# PROBLEM DETAILS
In the entries that follow, find the line containing "let arg = (3.0", then output exactly every line from the first through that one.

(Records drawn from a dataset)

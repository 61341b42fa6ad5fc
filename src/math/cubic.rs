//! Real roots of cubic polynomials.
//!
//! Closed form (Cardano for one real root, trigonometric form for three),
//! followed by a short Newton polish on the original polynomial. Complex
//! roots are never returned.

use std::f64::consts::PI;

/// Newton iterations applied to every closed-form root.
const POLISH_STEPS: usize = 2;

/// Real roots of `a·y³ + b·y² + c·y + d = 0`, ascending.
///
/// Returns an empty vector when the coefficients are not finite or `a == 0`.
pub fn real_cubic_roots(a: f64, b: f64, c: f64, d: f64) -> Vec<f64> {
    if !(a.is_finite() && b.is_finite() && c.is_finite() && d.is_finite()) || a == 0.0 {
        return Vec::new();
    }

    let bn = b / a;
    let cn = c / a;
    let dn = d / a;
    let shift = bn / 3.0;

    // Depressed cubic t³ + p·t + q = 0 with y = t - b/3.
    let p = cn - bn * bn / 3.0;
    let q = 2.0 * bn * bn * bn / 27.0 - bn * cn / 3.0 + dn;
    let disc = (q / 2.0).powi(2) + (p / 3.0).powi(3);

    let mut roots: Vec<f64> = if disc > 0.0 {
        let s = disc.sqrt();
        // Take the larger-magnitude cube root first to avoid cancellation.
        let u = (-q / 2.0 - q.signum() * s).cbrt();
        let t = if u != 0.0 { u - p / (3.0 * u) } else { 0.0 };
        vec![t - shift]
    } else if disc == 0.0 {
        if p == 0.0 {
            vec![-shift]
        } else {
            vec![3.0 * q / p - shift, -3.0 * q / (2.0 * p) - shift]
        }
    } else {
        let r = 2.0 * (-p / 3.0).sqrt();
        let arg = (3.0 * q / (2.0 * p) * (-3.0 / p).sqrt()).clamp(-1.0, 1.0);
        let phi = arg.acos();
        (0..3)
            .map(|k| r * (phi / 3.0 - 2.0 * PI * k as f64 / 3.0).cos() - shift)
            .collect()
    };

    for y in roots.iter_mut() {
        *y = polish(*y, bn, cn, dn);
    }
    roots.retain(|y| y.is_finite());
    roots.sort_by(|x, y| x.partial_cmp(y).unwrap_or(std::cmp::Ordering::Equal));
    roots
}

/// Largest real root of `a·y³ + b·y² + c·y + d = 0`.
pub fn largest_real_root(a: f64, b: f64, c: f64, d: f64) -> Option<f64> {
    real_cubic_roots(a, b, c, d).last().copied()
}

fn polish(mut y: f64, bn: f64, cn: f64, dn: f64) -> f64 {
    let eval = |y: f64| ((y + bn) * y + cn) * y + dn;
    let mut fy = eval(y);
    for _ in 0..POLISH_STEPS {
        let dfy = (3.0 * y + 2.0 * bn) * y + cn;
        if dfy == 0.0 || !dfy.is_finite() {
            break;
        }
        let next = y - fy / dfy;
        let fnext = eval(next);
        if !(fnext.abs() < fy.abs()) {
            break;
        }
        y = next;
        fy = fnext;
    }
    y
}
//! Signal conditioning ahead of segmentation and fitting.
//!
//! - baseline removal (a low-pass of the dB trace subtracted from it)
//! - Savitzky–Golay filtering
//! - filtered I/Q derivatives

pub mod differential;
pub mod lowpass;
pub mod savgol;

pub use differential::{compute_di_dq, filtered_differential, gradient, iq_speed};
pub use lowpass::CosineLowpass;
pub use savgol::SavitzkyGolay;

use crate::domain::Trace;
use crate::error::AppError;

/// Anything that can estimate the slowly varying part of a trace.
///
/// Implementations may return fewer samples than they were given; callers
/// truncate to the returned length.
pub trait BaselineExtractor {
    fn baseline(&self, data: &[f64]) -> Result<Vec<f64>, AppError>;
}

/// Raw trace, its baseline, and their difference, all on a common length.
#[derive(Debug, Clone)]
pub struct HighPass {
    pub raw: Trace,
    pub baseline: Vec<f64>,
    pub residual: Trace,
}

impl HighPass {
    pub fn len(&self) -> usize {
        self.residual.len()
    }

    pub fn is_empty(&self) -> bool {
        self.residual.is_empty()
    }
}

/// Subtract the extractor's baseline from `trace`.
pub fn highpass(trace: &Trace, extractor: &dyn BaselineExtractor) -> Result<HighPass, AppError> {
    let baseline = extractor.baseline(&trace.mags_db)?;
    let n = baseline.len();
    if n > trace.len() {
        return Err(AppError::numerical(format!(
            "Baseline has {n} samples for a trace of {}.",
            trace.len()
        )));
    }

    let freqs = trace.freqs_hz[..n].to_vec();
    let raw_mags = trace.mags_db[..n].to_vec();
    let residual_mags = raw_mags.iter().zip(&baseline).map(|(r, b)| r - b).collect();

    Ok(HighPass {
        raw: Trace::new(freqs.clone(), raw_mags)?,
        baseline,
        residual: Trace::new(freqs, residual_mags)?,
    })
}
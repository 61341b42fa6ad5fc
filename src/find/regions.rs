//! Threshold segmentation of the high-pass trace.

use crate::domain::Region;

/// Regions below `-threshold_db` plus every in-threshold sample index.
#[derive(Debug, Clone, Default, PartialEq)]
pub struct RegionScan {
    pub regions: Vec<Region>,
    pub below_threshold: Vec<usize>,
}

/// Group contiguous samples with `mag < -threshold_db` into regions.
///
/// A region still open at the end of the trace is closed at the last sample.
/// NaN samples never count as below threshold.
pub fn find_regions(mags_db: &[f64], threshold_db: f64) -> RegionScan {
    let mut scan = RegionScan::default();
    let mut open: Option<usize> = None;

    for (i, &m) in mags_db.iter().enumerate() {
        let inside = m < -threshold_db;
        if inside {
            scan.below_threshold.push(i);
        }
        match (open, inside) {
            (None, true) => open = Some(i),
            (Some(start), false) => {
                scan.regions.push(Region {
                    id: scan.regions.len(),
                    start,
                    end: i - 1,
                });
                open = None;
            }
            _ => {}
        }
    }

    if let Some(start) = open {
        scan.regions.push(Region {
            id: scan.regions.len(),
            start,
            end: mags_db.len() - 1,
        });
    }

    scan
}

#[cfg(test)]
mod tests {
    use super::*;

    #[test]
    fn finds_disjoint_runs() {
        let mags = [0.0, -2.0, -3.0, 0.0, 0.0, -2.0, -1.0, -4.0];
        let scan = find_regions(&mags, 1.5);
        assert_eq!(
            scan.regions,
            vec![
                Region { id: 0, start: 1, end: 2 },
                Region { id: 1, start: 5, end: 5 },
                Region { id: 2, start: 7, end: 7 },
            ]
        );
        assert_eq!(scan.below_threshold, vec![1, 2, 5, 7]);
    }

    #[test]
    fn run_touching_both_edges_is_one_region() {
        let scan = find_regions(&[-5.0; 4], 1.0);
        assert_eq!(scan.regions, vec![Region { id: 0, start: 0, end: 3 }]);
    }

    #[test]
    fn threshold_selecting_nothing_yields_no_regions() {
        let scan = find_regions(&[0.0, -0.5, -1.0], 3.0);
        assert!(scan.regions.is_empty());
        assert!(scan.below_threshold.is_empty());
    }

    #[test]
    fn boundary_value_is_not_below_threshold() {
        let scan = find_regions(&[-1.5, -1.6], 1.5);
        assert_eq!(scan.below_threshold, vec![1]);
    }
}
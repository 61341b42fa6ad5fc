//! Crate-wide error type.
//!
//! Every failure carries the process exit code the `kids` binary reports:
//!
//! - `2`: configuration or I/O problems (bad flags, unreadable files)
//! - `3`: input data problems (empty sweep, nothing left to process)
//! - `4`: numerical or fitting failures

#[derive(Debug, Clone, PartialEq, thiserror::Error)]
pub enum AppError {
    #[error("configuration error: {0}")]
    Config(String),
    #[error("{0}")]
    Input(String),
    #[error("numerical error: {0}")]
    Numerical(String),
    #[error("fit failed: {0}")]
    Fit(String),
    #[error("{0}")]
    Io(String),
}

impl AppError {
    pub fn config(message: impl Into<String>) -> Self {
        Self::Config(message.into())
    }

    pub fn input(message: impl Into<String>) -> Self {
        Self::Input(message.into())
    }

    pub fn numerical(message: impl Into<String>) -> Self {
        Self::Numerical(message.into())
    }

    pub fn fit(message: impl Into<String>) -> Self {
        Self::Fit(message.into())
    }

    pub fn io(message: impl Into<String>) -> Self {
        Self::Io(message.into())
    }

    pub fn exit_code(&self) -> u8 {
        match self {
            Self::Config(_) | Self::Io(_) => 2,
            Self::Input(_) => 3,
            Self::Numerical(_) | Self::Fit(_) => 4,
        }
    }
}
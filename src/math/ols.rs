//! Linear least squares helpers.
//!
//! Several stages solve small, possibly ill-conditioned linear problems:
//!
//! - polynomial gain curves for amplitude normalization
//! - Savitzky–Golay edge polynomials
//! - damped normal equations inside the Levenberg–Marquardt loop (fallback path)
//!
//! Implementation choices:
//! - SVD handles tall (more rows than columns) and near-singular systems alike.
//! - Polynomial fits center and scale the abscissa first; raw frequencies
//!   (~1e8–1e9 Hz) squared would wreck the conditioning of the Vandermonde matrix.

use nalgebra::{DMatrix, DVector};

const SVD_MAX_ITERATIONS: usize = 1000;

/// Solve a least squares problem using SVD.
///
/// Returns `None` if the system is too ill-conditioned to solve robustly.
pub fn solve_least_squares(x: &DMatrix<f64>, y: &DVector<f64>) -> Option<DVector<f64>> {
    if x.iter().chain(y.iter()).any(|v| !v.is_finite()) {
        return None;
    }
    let svd = x.clone().try_svd(true, true, f64::EPSILON, SVD_MAX_ITERATIONS)?;

    // Try progressively looser tolerances if strict solve fails.
    for &tol in &[1e-12, 1e-10, 1e-8] {
        if let Ok(beta) = svd.solve(y, tol) {
            if beta.iter().all(|v| v.is_finite()) {
                return Some(beta);
            }
        }
    }

    None
}

/// A fitted polynomial in the scaled variable `u = (x - center) / scale`.
#[derive(Debug, Clone, PartialEq)]
pub struct Polynomial {
    /// Coefficients, constant term first.
    pub coeffs: Vec<f64>,
    pub center: f64,
    pub scale: f64,
}

impl Polynomial {
    pub fn eval(&self, x: f64) -> f64 {
        let u = (x - self.center) / self.scale;
        self.coeffs.iter().rev().fold(0.0, |acc, c| acc * u + c)
    }
}

/// Least-squares polynomial of the given degree through `(x, y)`.
pub fn polyfit(x: &[f64], y: &[f64], degree: usize) -> Option<Polynomial> {
    let n = x.len();
    if n != y.len() || n <= degree {
        return None;
    }

    let (lo, hi) = x
        .iter()
        .fold((f64::INFINITY, f64::NEG_INFINITY), |(lo, hi), &v| (lo.min(v), hi.max(v)));
    let center = 0.5 * (lo + hi);
    let scale = if hi > lo { 0.5 * (hi - lo) } else { 1.0 };

    let p = degree + 1;
    let mut design = DMatrix::<f64>::zeros(n, p);
    for (i, &xi) in x.iter().enumerate() {
        let u = (xi - center) / scale;
        let mut uk = 1.0;
        for k in 0..p {
            design[(i, k)] = uk;
            uk *= u;
        }
    }
    let rhs = DVector::from_column_slice(y);
    let beta = solve_least_squares(&design, &rhs)?;

    Some(Polynomial {
        coeffs: beta.iter().copied().collect(),
        center,
        scale,
    })
}
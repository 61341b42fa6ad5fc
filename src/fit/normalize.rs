//! Off-resonance gain normalization.

use num_complex::Complex64;

use crate::error::AppError;
use crate::fit::defaults::{AMP_NORM_DEGREE, AMP_NORM_EXCLUSION_HZ};
use crate::math::polyfit;

/// Median with the two middle values averaged for even lengths.
pub fn median(values: &[f64]) -> Option<f64> {
    if values.is_empty() {
        return None;
    }
    let mut sorted = values.to_vec();
    sorted.sort_by(f64::total_cmp);
    let mid = sorted.len() / 2;
    Some(if sorted.len() % 2 == 0 {
        0.5 * (sorted[mid - 1] + sorted[mid])
    } else {
        sorted[mid]
    })
}

/// Divide out a quadratic gain curve fitted to `|z|` away from the resonance.
///
/// Samples more than 100 kHz from the median frequency define the gain; the
/// result is rescaled by their median `|z|` so the off-resonance level is kept.
pub fn amplitude_normalization(x: &[f64], z: &[Complex64]) -> Result<Vec<Complex64>, AppError> {
    if x.len() != z.len() {
        return Err(AppError::input("Frequency and IQ arrays differ in length."));
    }
    let centre = median(x).ok_or_else(|| AppError::input("Cannot normalize an empty slice."))?;

    let (fx, fy): (Vec<f64>, Vec<f64>) = x
        .iter()
        .zip(z)
        .filter(|(f, _)| (**f - centre).abs() > AMP_NORM_EXCLUSION_HZ)
        .map(|(f, v)| (*f, v.norm()))
        .unzip();

    let gain = polyfit(&fx, &fy, AMP_NORM_DEGREE).ok_or_else(|| {
        AppError::fit(format!(
            "Amplitude normalization needs more than {AMP_NORM_DEGREE} off-resonance samples (got {}).",
            fx.len()
        ))
    })?;
    let level = median(&fy).unwrap_or(1.0);

    x.iter()
        .zip(z)
        .map(|(&f, &v)| {
            let g = gain.eval(f);
            if g == 0.0 || !g.is_finite() {
                return Err(AppError::numerical(format!("Gain curve vanishes at {f} Hz.")));
            }
            Ok(v / g * level)
        })
        .collect()
}
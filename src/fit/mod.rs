//! Resonator fitting.
//!
//! Responsibilities:
//!
//! - default bounds and guesses derived from each slice
//! - optional off-resonance gain normalization
//! - bounded nonlinear least squares per resonator
//! - the parallel batch over all resonators

pub mod batch;
pub mod defaults;
pub mod fitter;
pub mod normalize;

pub use batch::*;
pub use fitter::*;
pub use normalize::amplitude_normalization;
/// Per-resonator partition of the frequency axis.
///
/// Ordering invariant:
/// `left_max <= left_fitter_pad <= left_pad <= left_window <= minima
///  <= right_window <= right_pad <= right_fitter_pad <= right_max`.
///
/// Read as the half-open range `[left_max, right_max)`, consecutive windows
/// tile the trace without gaps.
#[derive(Debug, Clone, Copy, PartialEq, Eq, Serialize, Deserialize)]
pub struct Window {
    pub left_max: usize,
    pub left_fitter_pad: usize,
    pub left_pad: usize,
    pub left_window: usize,
    pub minima: usize,
    pub right_window: usize,
    pub right_pad: usize,
    pub right_fitter_pad: usize,
    pub right_max: usize,
}

impl Window {
    pub const FIELD_NAMES: [&'static str; 9] = [
        "left_max",
        "left_fitter_pad",
        "left_pad",
        "left_window",
        "minima",
        "right_window",
        "right_pad",
        "right_fitter_pad",
        "right_max",
    ];

    pub fn as_array(&self) -> [usize; 9] {
        [
            self.left_max,
            self.left_fitter_pad,
            self.left_pad,
            self.left_window,
            self.minima,
            self.right_window,
            self.right_pad,
            self.right_fitter_pad,
            self.right_max,
        ]
    }

    pub fn is_ordered(&self) -> bool {
        self.as_array().windows(2).all(|w| w[0] <= w[1])
    }
}

/// Settings of the segmentation pipeline (threshold → windows).
#[derive(Debug, Clone, Copy, PartialEq, Serialize, Deserialize)]
pub struct SegmentConfig {
    /// Samples with `mag < -peak_threshold_db` are inside a region.
    pub peak_threshold_db: f64,
    /// Minimum allowed spacing between two resonances.
    pub spacing_threshold_hz: f64,
    pub window_pad_factor: f64,
    pub fitter_pad_factor: f64,
}

impl Default for SegmentConfig {
    fn default() -> Self {
        Self {
            peak_threshold_db: 1.5,
            spacing_threshold_hz: 1.0e5,
            window_pad_factor: 1.2,
            fitter_pad_factor: 5.0,
        }
    }
}

impl SegmentConfig {
    pub fn validate(&self) -> Result<(), AppError> {
        if !self.peak_threshold_db.is_finite() {
            return Err(AppError::config("Peak threshold must be finite."));
        }
        if !(self.spacing_threshold_hz.is_finite() && self.spacing_threshold_hz >= 0.0) {
            return Err(AppError::config("Spacing threshold must be finite and >= 0."));
        }
        for (name, v) in [
            ("window pad factor", self.window_pad_factor),
            ("fitter pad factor", self.fitter_pad_factor),
        ] {
            if !(v.is_finite() && v >= 0.0) {
                return Err(AppError::config(format!("The {name} must be finite and >= 0 (got {v}).")));
            }
        }
        Ok(())
    }
}

/// Settings of the low-pass baseline extractor.
#[derive(Debug, Clone, Copy, PartialEq, Serialize, Deserialize)]
pub struct BaselineConfig {
    /// Features narrower than this survive the high-pass residual.
    pub smoothing_scale_hz: f64,
}

impl Default for BaselineConfig {
    fn default() -> Self {
        Self {
            smoothing_scale_hz: 5.0e6,
        }
    }
}

impl BaselineConfig {
    pub fn validate(&self) -> Result<(), AppError> {
        if !(self.smoothing_scale_hz.is_finite() && self.smoothing_scale_hz > 0.0) {
            return Err(AppError::config("Smoothing scale must be finite and > 0."));
        }
        Ok(())
    }
}

/// Filter applied before differentiating I and Q.
#[derive(Debug, Clone, Copy, PartialEq, Eq, Serialize, Deserialize)]
#[serde(rename_all = "lowercase")]
pub enum FilterKind {
    /// Plain central differences.
    Gradient,
    /// Savitzky–Golay with built-in derivative.
    Sg,
    /// Savitzky–Golay smoothing, then central differences.
    SgGrad,
}

impl FromStr for FilterKind {
    type Err = AppError;

    fn from_str(s: &str) -> Result<Self, Self::Err> {
        match s.trim().to_ascii_lowercase().as_str() {
            "none" | "gradient" => Ok(Self::Gradient),
            "sg" => Ok(Self::Sg),
            "sggrad" => Ok(Self::SgGrad),
            other => Err(AppError::config(format!("filtertype: {other} is not recognized."))),
        }
    }
}

impl fmt::Display for FilterKind {
    fn fmt(&self, f: &mut fmt::Formatter<'_>) -> fmt::Result {
        let name = match self {
            Self::Gradient => "gradient",
            Self::Sg => "sg",
            Self::SgGrad => "sggrad",
        };
        f.write_str(name)
    }
}

/// Box constraints for a parameter vector.
///
/// Deserialized bounds go through [`Bounds::new`], so every interval read from
/// a settings file is non-empty.
#[derive(Debug, Clone, PartialEq, Serialize, Deserialize)]
#[serde(try_from = "RawBounds")]
pub struct Bounds {
    pub lower: Vec<f64>,
    pub upper: Vec<f64>,
}

#[derive(Deserialize)]
struct RawBounds {
    lower: Vec<f64>,
    upper: Vec<f64>,
}

impl TryFrom<RawBounds> for Bounds {
    type Error = AppError;

    fn try_from(raw: RawBounds) -> Result<Self, Self::Error> {
        Bounds::new(raw.lower, raw.upper)
    }
}

impl Bounds {
    pub fn new(lower: Vec<f64>, upper: Vec<f64>) -> Result<Self, AppError> {
        if lower.len() != upper.len() {
            return Err(AppError::config("Lower and upper bounds differ in length."));
        }
        if let Some(j) = (0..lower.len()).find(|&j| !(lower[j] < upper[j])) {
            return Err(AppError::config(format!(
                "Bound {j} is empty: lower={} upper={}.",
                lower[j], upper[j]
            )));
        }
        Ok(Self { lower, upper })
    }

    pub fn len(&self) -> usize {
        self.lower.len()
    }

    pub fn is_empty(&self) -> bool {
        self.lower.is_empty()
    }

    pub fn contains(&self, p: &[f64]) -> bool {
        p.len() == self.len()
            && p
                .iter()
                .zip(self.lower.iter().zip(self.upper.iter()))
                .all(|(v, (lo, hi))| *v >= *lo && *v <= *hi)
    }
}

/// User-facing fit settings (all optional overrides of data-derived defaults).
#[derive(Debug, Clone, Default, PartialEq, Serialize, Deserialize)]
#[serde(default)]
pub struct FitSettings {
    pub iq_bounds: Option<Bounds>,
    pub iq_guess: Option<Vec<f64>>,
    pub mag_bounds: Option<Bounds>,
    pub mag_guess: Option<Vec<f64>>,
    /// Divide out the off-resonance gain curve before fitting.
    pub amp_norm: bool,
    /// Estimate parameter covariance and standard errors.
    pub estimate_errors: bool,
    /// Solver budget; `None` uses `100 * n_params` evaluations per fit.
    pub max_evaluations: Option<usize>,
}

impl FitSettings {
    /// Check overrides against the parameter counts of the IQ and magnitude models.
    pub fn validate(&self) -> Result<(), AppError> {
        check_overrides("IQ", IQ_PARAM_NAMES.len(), self.iq_bounds.as_ref(), self.iq_guess.as_deref())?;
        check_overrides(
            "magnitude",
            MAG_PARAM_NAMES.len(),
            self.mag_bounds.as_ref(),
            self.mag_guess.as_deref(),
        )?;
        if self.max_evaluations == Some(0) {
            return Err(AppError::config("Solver budget must allow at least one evaluation."));
        }
        Ok(())
    }
}

fn check_overrides(model: &str, k: usize, bounds: Option<&Bounds>, guess: Option<&[f64]>) -> Result<(), AppError> {
    if let Some(b) = bounds {
        if b.len() != k {
            return Err(AppError::config(format!(
                "The {model} model takes {k} bounds (got {}).",
                b.len()
            )));
        }
        if let Some(j) = (0..k).find(|&j| !(b.lower[j] < b.upper[j])) {
            return Err(AppError::config(format!(
                "{model} bound {j} is empty: lower={} upper={}.",
                b.lower[j], b.upper[j]
            )));
        }
    }
    if let Some(g) = guess {
        if g.len() != k {
            return Err(AppError::config(format!(
                "The {model} model takes {k} guess values (got {}).",
                g.len()
            )));
        }
        if g.iter().any(|v| !v.is_finite()) {
            return Err(AppError::config(format!("The {model} guess must be finite.")));
        }
    }
    Ok(())
}

/// Which resonator model a fit used.
#[derive(Debug, Clone, Copy, PartialEq, Eq, Serialize, Deserialize)]
#[serde(rename_all = "lowercase")]
pub enum ModelKind {
    Iq,
    Magnitude,
}

impl ModelKind {
    pub fn display_name(self) -> &'static str {
        match self {
            ModelKind::Iq => "IQ",
            ModelKind::Magnitude => "|S21|^2",
        }
    }
}

/// One fitted parameter.
#[derive(Debug, Clone, PartialEq, Serialize, Deserialize)]
pub struct FitParam {
    pub name: String,
    pub value: f64,
    pub initial: f64,
    pub stderr: Option<f64>,
}

/// Residual statistics of a fit.
#[derive(Debug, Clone, PartialEq, Serialize, Deserialize)]
pub struct FitQuality {
    pub sse: f64,
    pub rmse: f64,
    /// `sse / (n - k)`.
    pub reduced_chi2: f64,
    pub n: usize,
    pub iterations: usize,
}

/// Model curve samples; complex for the IQ model, real `|S21|^2` for the magnitude model.
#[derive(Debug, Clone, PartialEq, Serialize, Deserialize)]
#[serde(tag = "kind", content = "values", rename_all = "lowercase")]
pub enum Curve {
    Complex(Vec<Complex64>),
    Real(Vec<f64>),
}

impl Curve {
    pub fn len(&self) -> usize {
        match self {
            Curve::Complex(v) => v.len(),
            Curve::Real(v) => v.len(),
        }
    }

    pub fn is_empty(&self) -> bool {
        self.len() == 0
    }
}

/// A successful single-resonator fit.
#[derive(Debug, Clone, PartialEq, Serialize, Deserialize)]
pub struct ResonatorFit {
    pub model: ModelKind,
    pub params: Vec<FitParam>,
    pub quality: FitQuality,
    pub freqs_hz: Vec<f64>,
    /// Data actually fitted (after optional amplitude normalization).
    pub data: Vec<Complex64>,
    pub fit_curve: Curve,
    pub guess_curve: Curve,
}

impl ResonatorFit {
    pub fn param(&self, name: &str) -> Option<f64> {
        self.params.iter().find(|p| p.name == name).map(|p| p.value)
    }

    pub fn values(&self) -> Vec<f64> {
        self.params.iter().map(|p| p.value).collect()
    }
}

# SOLUTION BELOW
repository 61341b42fa6ad5fc
filename src/math/cubic.rs
//! Real roots of cubic polynomials.
//!
//! Closed form (Cardano for one real root, trigonometric form for three),
//! followed by a short Newton polish on the original polynomial. Complex
//! roots are never returned.

use std::f64::consts::PI;

/// Newton iterations applied to every closed-form root.
const POLISH_STEPS: usize = 2;

/// Real roots of `a·y³ + b·y² + c·y + d = 0`, ascending.
///
/// Returns an empty vector when the coefficients are not finite or `a == 0`.
pub fn real_cubic_roots(a: f64, b: f64, c: f64, d: f64) -> Vec<f64> {
    if !(a.is_finite() && b.is_finite() && c.is_finite() && d.is_finite()) || a == 0.0 {
        return Vec::new();
    }

    let bn = b / a;
    let cn = c / a;
    let dn = d / a;
    let shift = bn / 3.0;

    // Depressed cubic t³ + p·t + q = 0 with y = t - b/3.
    let p = cn - bn * bn / 3.0;
    let q = 2.0 * bn * bn * bn / 27.0 - bn * cn / 3.0 + dn;
    let disc = (q / 2.0).powi(2) + (p / 3.0).powi(3);

    let mut roots: Vec<f64> = if disc > 0.0 {
        let s = disc.sqrt();
        // Take the larger-magnitude cube root first to avoid cancellation.
        let u = (-q / 2.0 - q.signum() * s).cbrt();
        let t = if u != 0.0 { u - p / (3.0 * u) } else { 0.0 };
        vec![t - shift]
    } else if disc == 0.0 {
        if p == 0.0 {
            vec![-shift]
        } else {
            vec![3.0 * q / p - shift, -3.0 * q / (2.0 * p) - shift]
        }
    } else {
        let r = 2.0 * (-p / 3.0).sqrt();
        let arg = (3.0 * q / (2.0 * p) * (-3.0 / p).sqrt()).clamp(-1.0, 1.0);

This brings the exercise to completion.